=== Section Start ===
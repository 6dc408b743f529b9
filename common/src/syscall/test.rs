//! Logging fakes for the syscall facades. Each fake records every call it
//! receives (in invocation order) so higher-level algorithms — the pivot
//! root sequence, FD namespace-attach ordering, the RunSpec FD sweep — can
//! be asserted on without touching the real kernel.

use std::cell::RefCell;
use std::os::fd::RawFd;
use std::path::{Path, PathBuf};

use nix::mount::{MntFlags, MsFlags};
use nix::sched::CloneFlags;
use nix::sys::signal::Signal;
use nix::unistd::{Gid, Pid, Uid};

use super::{FsOps, NetOps, ProcessOps};
use crate::error::Result;

#[derive(Default)]
pub struct TestFs {
    pub calls: RefCell<Vec<String>>,
    pub existing_dirs: RefCell<Vec<PathBuf>>,
    /// Paths that must fail `open_exclusive_create` with `AlreadyExists`.
    pub existing_files: RefCell<Vec<PathBuf>>,
    /// Paths `fd_matches_path` should report as gone (simulating a concurrent unlink).
    pub unlinked_paths: RefCell<Vec<PathBuf>>,
    /// Paths `rmdir`/`unlink` should report as already gone (`NotFound`),
    /// exercising the "tolerate already-gone" cleanup paths.
    pub missing_paths: RefCell<Vec<PathBuf>>,
    /// Contents passed to `write_file`, in call order, keyed by path.
    pub written_files: RefCell<Vec<(PathBuf, Vec<u8>)>>,
    next_fd: RefCell<RawFd>,
}

impl FsOps for TestFs {
    fn mkdir(&self, path: &Path, mode: u32) -> Result<()> {
        self.calls
            .borrow_mut()
            .push(format!("mkdir({}, {:o})", path.display(), mode));
        self.existing_dirs.borrow_mut().push(path.to_path_buf());
        Ok(())
    }

    fn rmdir(&self, path: &Path) -> Result<()> {
        self.calls
            .borrow_mut()
            .push(format!("rmdir({})", path.display()));
        if self.missing_paths.borrow().iter().any(|p| p == path) {
            return Err(crate::error::NsconError::not_found(format!(
                "{} does not exist",
                path.display()
            )));
        }
        Ok(())
    }

    fn unlink(&self, path: &Path) -> Result<()> {
        self.calls
            .borrow_mut()
            .push(format!("unlink({})", path.display()));
        if self.missing_paths.borrow().iter().any(|p| p == path) {
            return Err(crate::error::NsconError::not_found(format!(
                "{} does not exist",
                path.display()
            )));
        }
        self.existing_files.borrow_mut().retain(|p| p != path);
        Ok(())
    }

    fn is_dir(&self, path: &Path) -> bool {
        self.existing_dirs.borrow().iter().any(|p| p == path)
    }

    fn is_file(&self, path: &Path) -> bool {
        self.existing_files.borrow().iter().any(|p| p == path)
    }

    fn exists(&self, path: &Path) -> bool {
        self.is_dir(path) || self.is_file(path)
    }

    fn chown(&self, path: &Path, uid: Option<Uid>, gid: Option<Gid>) -> Result<()> {
        self.calls
            .borrow_mut()
            .push(format!("chown({}, {:?}, {:?})", path.display(), uid, gid));
        Ok(())
    }

    fn chmod(&self, path: &Path, mode: u32) -> Result<()> {
        self.calls
            .borrow_mut()
            .push(format!("chmod({}, {:o})", path.display(), mode));
        Ok(())
    }

    fn chdir(&self, path: &Path) -> Result<()> {
        self.calls
            .borrow_mut()
            .push(format!("chdir({})", path.display()));
        Ok(())
    }

    fn write_file(&self, path: &Path, contents: &[u8]) -> Result<()> {
        self.calls
            .borrow_mut()
            .push(format!("write_file({}, {}B)", path.display(), contents.len()));
        self.written_files
            .borrow_mut()
            .push((path.to_path_buf(), contents.to_vec()));
        self.existing_files.borrow_mut().push(path.to_path_buf());
        Ok(())
    }

    fn mount(
        &self,
        source: Option<&str>,
        target: &Path,
        fstype: Option<&str>,
        flags: MsFlags,
        data: Option<&str>,
    ) -> Result<()> {
        self.calls.borrow_mut().push(format!(
            "mount({:?}, {}, {:?}, {:?}, {:?})",
            source,
            target.display(),
            fstype,
            flags,
            data
        ));
        Ok(())
    }

    fn umount2(&self, target: &Path, flags: MntFlags) -> Result<()> {
        self.calls
            .borrow_mut()
            .push(format!("umount2({}, {:?})", target.display(), flags));
        Ok(())
    }

    fn pivot_root(&self, new_root: &Path, put_old: &Path) -> Result<()> {
        self.calls.borrow_mut().push(format!(
            "pivot_root({}, {})",
            new_root.display(),
            put_old.display()
        ));
        Ok(())
    }

    fn chroot(&self, path: &Path) -> Result<()> {
        self.calls
            .borrow_mut()
            .push(format!("chroot({})", path.display()));
        Ok(())
    }

    fn open_exclusive_create(&self, path: &Path, mode: u32) -> Result<RawFd> {
        self.calls
            .borrow_mut()
            .push(format!("open_exclusive_create({}, {:o})", path.display(), mode));
        if self.existing_files.borrow().iter().any(|p| p == path) {
            return Err(crate::error::NsconError::already_exists(format!(
                "{} already exists",
                path.display()
            )));
        }
        self.existing_files.borrow_mut().push(path.to_path_buf());
        let mut fd = self.next_fd.borrow_mut();
        *fd += 1;
        Ok(*fd)
    }

    fn open_read(&self, path: &Path) -> Result<RawFd> {
        self.calls
            .borrow_mut()
            .push(format!("open_read({})", path.display()));
        if !self.existing_files.borrow().iter().any(|p| p == path) {
            return Err(crate::error::NsconError::not_found(format!(
                "{} does not exist",
                path.display()
            )));
        }
        let mut fd = self.next_fd.borrow_mut();
        *fd += 1;
        Ok(*fd)
    }

    fn flock_exclusive(&self, fd: RawFd) -> Result<()> {
        self.calls.borrow_mut().push(format!("flock_exclusive({fd})"));
        Ok(())
    }

    fn flock_shared(&self, fd: RawFd) -> Result<()> {
        self.calls.borrow_mut().push(format!("flock_shared({fd})"));
        Ok(())
    }

    fn flock_unlock(&self, fd: RawFd) -> Result<()> {
        self.calls.borrow_mut().push(format!("flock_unlock({fd})"));
        Ok(())
    }

    fn close_fd(&self, fd: RawFd) -> Result<()> {
        self.calls.borrow_mut().push(format!("close_fd({fd})"));
        Ok(())
    }

    fn fd_matches_path(&self, _fd: RawFd, path: &Path) -> Result<bool> {
        self.calls
            .borrow_mut()
            .push(format!("fd_matches_path({})", path.display()));
        Ok(!self.unlinked_paths.borrow().iter().any(|p| p == path))
    }
}

#[derive(Default)]
pub struct TestProcess {
    pub calls: RefCell<Vec<String>>,
}

impl ProcessOps for TestProcess {
    unsafe fn clone_process(
        &self,
        _flags: CloneFlags,
        _child_fn: Box<dyn FnMut() -> isize>,
    ) -> Result<Pid> {
        self.calls.borrow_mut().push("clone".to_string());
        Ok(Pid::from_raw(0))
    }

    fn fork(&self) -> Result<nix::unistd::ForkResult> {
        self.calls.borrow_mut().push("fork".to_string());
        Ok(nix::unistd::ForkResult::Child)
    }

    fn execve(&self, path: &Path, _argv: &[std::ffi::CString]) -> Result<()> {
        self.calls
            .borrow_mut()
            .push(format!("execve({})", path.display()));
        Ok(())
    }

    fn setns(&self, fd: RawFd, nstype: CloneFlags) -> Result<()> {
        self.calls
            .borrow_mut()
            .push(format!("setns({fd}, {nstype:?})"));
        Ok(())
    }

    fn unshare(&self, flags: CloneFlags) -> Result<()> {
        self.calls
            .borrow_mut()
            .push(format!("unshare({flags:?})"));
        Ok(())
    }

    fn setsid(&self) -> Result<Pid> {
        self.calls.borrow_mut().push("setsid".to_string());
        Ok(Pid::from_raw(0))
    }

    fn setresuid(&self, uid: Uid) -> Result<()> {
        self.calls.borrow_mut().push(format!("setresuid({uid})"));
        Ok(())
    }

    fn setresgid(&self, gid: Gid) -> Result<()> {
        self.calls.borrow_mut().push(format!("setresgid({gid})"));
        Ok(())
    }

    fn setgroups(&self, groups: &[Gid]) -> Result<()> {
        self.calls
            .borrow_mut()
            .push(format!("setgroups({groups:?})"));
        Ok(())
    }

    fn sethostname(&self, name: &str) -> Result<()> {
        self.calls
            .borrow_mut()
            .push(format!("sethostname({name})"));
        Ok(())
    }

    fn setdomainname(&self, name: &str) -> Result<()> {
        self.calls
            .borrow_mut()
            .push(format!("setdomainname({name})"));
        Ok(())
    }

    fn kill(&self, pid: Pid, signal: Signal) -> Result<()> {
        self.calls
            .borrow_mut()
            .push(format!("kill({pid}, {signal:?})"));
        Ok(())
    }

    fn waitpid(&self, pid: Pid) -> Result<nix::sys::wait::WaitStatus> {
        self.calls.borrow_mut().push(format!("waitpid({pid})"));
        Ok(nix::sys::wait::WaitStatus::Exited(pid, 0))
    }

    fn set_cloexec(&self, fd: RawFd) -> Result<()> {
        self.calls.borrow_mut().push(format!("set_cloexec({fd})"));
        Ok(())
    }

    fn dup2(&self, oldfd: RawFd, newfd: RawFd) -> Result<()> {
        self.calls
            .borrow_mut()
            .push(format!("dup2({oldfd}, {newfd})"));
        Ok(())
    }
}

#[derive(Default)]
pub struct TestNet {
    pub calls: RefCell<Vec<String>>,
    /// Scripted responses for successive `read` calls, consumed in order;
    /// once exhausted, `read` falls back to returning an empty `Vec`
    /// (the "peer closed without writing" case).
    pub read_queue: RefCell<std::collections::VecDeque<Vec<u8>>>,
}

impl NetOps for TestNet {
    fn socket_stream_cloexec(&self) -> Result<RawFd> {
        self.calls.borrow_mut().push("socket".to_string());
        Ok(-1)
    }

    fn bind_unix(&self, fd: RawFd, path: &Path) -> Result<()> {
        self.calls
            .borrow_mut()
            .push(format!("bind({fd}, {})", path.display()));
        Ok(())
    }

    fn listen(&self, fd: RawFd, backlog: usize) -> Result<()> {
        self.calls
            .borrow_mut()
            .push(format!("listen({fd}, {backlog})"));
        Ok(())
    }

    fn accept(&self, fd: RawFd) -> Result<RawFd> {
        self.calls.borrow_mut().push(format!("accept({fd})"));
        Ok(-1)
    }

    fn connect_unix(&self, path: &Path) -> Result<RawFd> {
        self.calls
            .borrow_mut()
            .push(format!("connect({})", path.display()));
        Ok(-1)
    }

    fn send(&self, fd: RawFd, data: &[u8]) -> Result<usize> {
        self.calls
            .borrow_mut()
            .push(format!("send({fd}, {} bytes)", data.len()));
        Ok(data.len())
    }

    fn recv(&self, fd: RawFd, max_len: usize) -> Result<Vec<u8>> {
        self.calls
            .borrow_mut()
            .push(format!("recv({fd}, {max_len})"));
        Ok(Vec::new())
    }

    fn peer_pid(&self, fd: RawFd) -> Result<Pid> {
        self.calls.borrow_mut().push(format!("peer_pid({fd})"));
        Ok(Pid::from_raw(0))
    }

    fn pipe_cloexec(&self) -> Result<(RawFd, RawFd)> {
        self.calls.borrow_mut().push("pipe".to_string());
        Ok((-1, -1))
    }

    fn read(&self, fd: RawFd, max_len: usize) -> Result<Vec<u8>> {
        self.calls
            .borrow_mut()
            .push(format!("read({fd}, {max_len})"));
        Ok(self.read_queue.borrow_mut().pop_front().unwrap_or_default())
    }

    fn write(&self, fd: RawFd, data: &[u8]) -> Result<usize> {
        self.calls
            .borrow_mut()
            .push(format!("write({fd}, {} bytes)", data.len()));
        Ok(data.len())
    }

    fn close(&self, fd: RawFd) -> Result<()> {
        self.calls.borrow_mut().push(format!("close({fd})"));
        Ok(())
    }
}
=== Section End ===
Your instructions
Pull out all lines from the listing that contain the string "ProcessOps".

Solution
use super::{FsOps, NetOps, ProcessOps};
impl ProcessOps for TestProcess {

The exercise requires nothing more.